Арбат, режимная улица - Ямпольский Борис Самойлович. Страница 91
Снилось ли в страшном сне европейским художникам такое давление, какое тупо и гибельно оказывал на искусство большевизм? „Вы же не хотите знать, что испытывает мышь, или кролик, или муха дрозофилла при эксперименте, как им больно, как они кричат молча, немо, как они прощаются с жизнью, может, понимая, что вся жизнь была еще впереди".
Все крупные вещи Ямпольского, опубликованные при жизни, — компромиссны: „Дорога испытаний (1955), „Мальчик с Голубиной улицы" (1959) и др. А вот свою главную исповедальную вещь позднего времени (60-е годы) — не то роман, не то повесть, нет, все-таки роман — „Арбат, режимная улица" он в печати уже не увидел. Появилась она на пороге нового безцензурного времени, в 1988 году, в журнале „Знамя": рукопись, хранившуюся в семье писателя Эммануила Фейгина в Тбилиси, в „Знамя" принес Межиров.

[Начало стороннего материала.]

//! climat CLI - daily climate table reconstruction tool

use std::fs;
use std::io::{self, Read};
use std::path::{Path, PathBuf};

use clap::{Parser, Subcommand, ValueEnum};
use colored::Colorize;

use climat::{ColumnSpec, JsonFormat, ParseOptions, ReportParser, ReportPeriod};

#[derive(Parser)]
#[command(name = "climat")]
#[command(version)]
#[command(about = "Reconstruct daily climate tables from extracted report text", long_about = None)]
struct Cli {
    #[command(subcommand)]
    command: Commands,
}

#[derive(Subcommand)]
enum Commands {
    /// Reconstruct the table of one monthly report
    Parse {
        /// Extracted text file (stdin if not specified)
        #[arg(value_name = "FILE")]
        input: Option<PathBuf>,

        /// Month the report covers (1-12)
        #[arg(short, long)]
        month: u32,

        /// Year the report covers
        #[arg(short, long)]
        year: i32,

        /// Output format
        #[arg(short, long, value_enum, default_value = "json")]
        format: Format,

        /// Output compact JSON
        #[arg(long)]
        compact: bool,

        /// Output file (stdout if not specified)
        #[arg(short, long, value_name = "FILE")]
        output: Option<PathBuf>,

        #[command(flatten)]
        text: TextArgs,

        /// Drop rows past the end of the month
        #[arg(long)]
        drop_invalid_dates: bool,
    },

    /// Show what the repair pass does to a report
    Repair {
        /// Extracted text file (stdin if not specified)
        #[arg(value_name = "FILE")]
        input: Option<PathBuf>,

        #[command(flatten)]
        text: TextArgs,
    },

    /// Show version information
    Version,
}

#[derive(clap::Args)]
struct TextArgs {
    /// Trailing footer lines to drop
    #[arg(long, default_value = "0", env = "CLIMAT_FOOTER_LINES")]
    footer_lines: usize,

    /// Skip Unicode normalization of lines
    #[arg(long)]
    no_normalize: bool,
}

impl TextArgs {
    fn options(&self) -> ParseOptions {
        ParseOptions::new()
            .with_footer_lines(self.footer_lines)
            .with_unicode_normalization(!self.no_normalize)
    }
}

#[derive(Copy, Clone, PartialEq, Eq, ValueEnum)]
enum Format {
    /// JSON document with period and records
    Json,
    /// Markdown table
    Markdown,
}

fn main() {
    env_logger::init();

    let cli = Cli::parse();

    let result = match cli.command {
        Commands::Parse {
            input,
            month,
            year,
            format,
            compact,
            output,
            text,
            drop_invalid_dates,
        } => {
            let mut options = text.options();
            if drop_invalid_dates {
                options = options.drop_invalid_dates();
            }
            cmd_parse(
                input.as_deref(),
                month,
                year,
                format,
                compact,
                output.as_deref(),
                options,
            )
        }
        Commands::Repair { input, text } => cmd_repair(input.as_deref(), text.options()),
        Commands::Version => {
            cmd_version();
            Ok(())
        }
    };

    if let Err(e) = result {
        eprintln!("{}: {}", "Error".red().bold(), e);
        std::process::exit(1);
    }
}

fn read_input(input: Option<&Path>) -> io::Result<String> {
    match input {
        Some(path) => fs::read_to_string(path),
        None => {
            let mut text = String::new();
            io::stdin().read_to_string(&mut text)?;
            Ok(text)
        }
    }
}

fn cmd_parse(
    input: Option<&Path>,
    month: u32,
    year: i32,
    format: Format,
    compact: bool,
    output: Option<&Path>,
    options: ParseOptions,
) -> Result<(), Box<dyn std::error::Error>> {
    let period = ReportPeriod::new(year, month)?;
    let text = read_input(input)?;

    let table = ReportParser::with_options(options)
        .parse(&text, period)
        .map_err(|e| format!("{} in {}", e, period))?;
    log::info!("{}: reconstructed {} records", period, table.len());

    let rendered = match format {
        Format::Json if compact => climat::render::to_json(&table, JsonFormat::Compact)?,
        Format::Json => climat::render::to_json(&table, JsonFormat::Pretty)?,
        Format::Markdown => climat::render::to_markdown(&table),
    };

    if let Some(path) = output {
        fs::write(path, &rendered)?;
        println!("{} {}", "Saved to".green(), path.display());
    } else {
        println!("{}", rendered);
    }

    Ok(())
}

fn cmd_repair(
    input: Option<&Path>,
    options: ParseOptions,
) -> Result<(), Box<dyn std::error::Error>> {
    let text = read_input(input)?;
    let (grid, report) = ReportParser::with_options(options).repair(&text)?;

    println!("{}", "Repairs".cyan().bold());
    println!("{}", "─".repeat(40).dimmed());
    if report.is_clean() {
        println!("{}", "No repairs needed".green());
    }
    for event in &report.events {
        let spill = event
            .spillover
            .as_deref()
            .map(|s| format!(" -> next: {:?}", s))
            .unwrap_or_default();
        println!(
            "{:>2} {} {:?} => {:?}{}",
            event.column,
            format!("{:<16}", event.rule.name()).bold(),
            event.before,
            event.after,
            spill.dimmed()
        );
    }
    for fragment in &report.dropped {
        println!("{} {:?}", "Dropped".yellow(), fragment);
    }

    println!();
    println!("{}", "Cells per column".cyan().bold());
    println!("{}", "─".repeat(40).dimmed());
    let rows = climat::parser::ROW_COUNT;
    for (index, count) in grid.row_counts().into_iter().enumerate() {
        let name = ColumnSpec::at(index).map_or("?", |spec| spec.name);
        let count_text = if count == rows {
            count.to_string().green()
        } else {
            count.to_string().red()
        };
        println!("{:>2} {} {}", index, format!("{:<16}", name).bold(), count_text);
    }

    Ok(())
}

fn cmd_version() {
    println!("{} {}", "climat".cyan().bold(), env!("CARGO_PKG_VERSION"));
    println!("Daily climate table reconstruction tool");
    println!();
    println!("License: MIT");
}

#[cfg(test)]
mod tests {
    use super::*;
    use std::io::Write;

    #[test]
    fn test_read_input_from_file() {
        let mut file = tempfile::NamedTempFile::new().unwrap();
        write!(file, "1\n2\n").unwrap();
        let text = read_input(Some(file.path())).unwrap();
        assert_eq!(text, "1\n2\n");
    }

    #[test]
    fn test_text_args_options() {
        let args = TextArgs {
            footer_lines: 27,
            no_normalize: true,
        };
        let options = args.options();
        assert_eq!(options.footer_lines, 27);
        assert!(!options.normalize_unicode);
    }

    #[test]
    fn test_cli_parses_arguments() {
        let cli = Cli::try_parse_from([
            "climat", "parse", "page.txt", "--month", "2", "--year", "2021", "--format",
            "markdown",
        ])
        .unwrap();
        match cli.command {
            Commands::Parse {
                month, year, format, ..
            } => {
                assert_eq!(month, 2);
                assert_eq!(year, 2021);
                assert!(format == Format::Markdown);
            }
            _ => panic!("expected parse command"),
        }
    }
}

По словам работников редакции, название „Московская улица" (не совсем ясное: улица имени Москвы или улица в Москве?) было дано по предложению Владимира Лакшина, привыкшего к новомирской традиции смягчать названия острых вещей, за которые еще предстоит война с цензурой. По мнению Межирова, и у Ямпольского был смягченный вариант на случай внезапного просвета и публикации.

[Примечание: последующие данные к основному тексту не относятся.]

//! Rendering of reconstructed tables.

mod json;
mod markdown;

pub use json::{to_json, JsonFormat};
pub use markdown::to_markdown;
//! Markdown table rendering.

use crate::model::{ClimateTable, OUTPUT_COLUMNS};

/// Render a table as a Markdown table.
///
/// Columns follow [`OUTPUT_COLUMNS`]; missing values are left blank.
pub fn to_markdown(table: &ClimateTable) -> String {
    let mut output = String::new();

    push_row(&mut output, OUTPUT_COLUMNS.iter().copied());
    output.push('|');
    for _ in OUTPUT_COLUMNS {
        output.push_str(" --- |");
    }
    output.push('\n');

    for record in &table.records {
        let cells = record.cells();
        push_row(&mut output, cells.iter().map(String::as_str));
    }

    output
}

fn push_row<'a>(output: &mut String, cells: impl Iterator<Item = &'a str>) {
    output.push('|');
    for cell in cells {
        output.push_str(&format!(" {} |", cell.replace('|', "\\|")));
    }
    output.push('\n');
}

В этом издании роману возвращается подлинное название. Под ним он, надо думать, и войдет в историю литературы, вытеснив мертвые бездарные „секретарские" и примыкающие к „секретарским" книги.

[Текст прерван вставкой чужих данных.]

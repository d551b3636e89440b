//! Positional slicing of extracted text into column lists.
//!
//! The extracted page text lists the table column by column, one cell per
//! line. Slicing is pure index arithmetic on the line sequence and never
//! looks at cell content.

use unicode_normalization::UnicodeNormalization;

use crate::error::{Error, Result};
use crate::model::RawGrid;

use super::options::ParseOptions;
use super::schema::TableLayout;

/// Split extracted text into trimmed table lines.
///
/// Drops `options.footer_lines` trailing lines. Empty lines are kept since
/// an empty cell still occupies a line.
pub fn split_lines(text: &str, options: &ParseOptions) -> Vec<String> {
    let mut lines: Vec<&str> = text.lines().collect();
    let keep = lines.len().saturating_sub(options.footer_lines);
    lines.truncate(keep);

    lines
        .into_iter()
        .map(|line| {
            if options.normalize_unicode {
                line.nfkc().collect::<String>().trim().to_string()
            } else {
                line.trim().to_string()
            }
        })
        .collect()
}

/// Partition table lines into one slice per column.
///
/// The line count must match [`TableLayout::expected_lines`]; anything
/// else is reported rather than sliced.
pub fn slice_columns(lines: Vec<String>, layout: &TableLayout) -> Result<RawGrid> {
    let expected = layout.expected_lines();
    if layout.is_empty() || lines.len() != expected {
        log::debug!(
            "slicer: {} lines do not fit a {}x{} table",
            lines.len(),
            layout.columns,
            layout.rows
        );
        return Err(Error::SchemaMismatch {
            expected,
            found: lines.len(),
        });
    }

    let mut grid = RawGrid::new();
    let mut lines = lines.into_iter();
    let mut start = 0;
    for end in layout.slice_ends() {
        grid.push_column(lines.by_ref().take(end - start).collect());
        start = end;
    }

    log::debug!("slicer: column lengths {:?}", grid.row_counts());
    Ok(grid)
}

/// Split and slice extracted text in one step.
pub fn slice_text(text: &str, options: &ParseOptions) -> Result<RawGrid> {
    let lines = split_lines(text, options);
    slice_columns(lines, &options.layout)
}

В западной печати роман сравнивали с „Процессом" Кафки: герой, обозначенный буквой К., жилец коммунальной квартиры на улице, по которой ездит на дачу Сталин, парализован страхом по-советски.
Незадолго до смерти Ямпольский написал: „Очень уж велика цена даже за вечное освобождение, даже для достижения райской жизни".
Он не знал свободы, только либерализацию. Однажды либерализация закончилась; у Василия Гроссмана арестовали рукопись романа „Жизнь и судьба"; одинокий Борис (горестный парадокс — родовой человек без семьи), в припадке мании преследования, панически пристраивал свои рукописи разным лицам. Он признавался, что отрывочность, разорванность повествования стала его характером.
Всю жизнь он боялся собраний, чисток: „Неужели я был на тех собраниях, на чистках? Это я, забившийся в дальний угол, сидел с замиранием сердца и ждал, что вот-вот назовут мою фамилию, и слушал эти лживые, эти лицемерные, эти подлые клятвопреступнические истерические речи, и жизнь проходила. И молчал. И терпел."
Борис Ямпольский умер после тяжелой болезни почек 28 декабря 1972 года в Москве. Похоронен на Востряковском кладбище.
Своей мягкой, певучей прозой он приговорил систему удушья.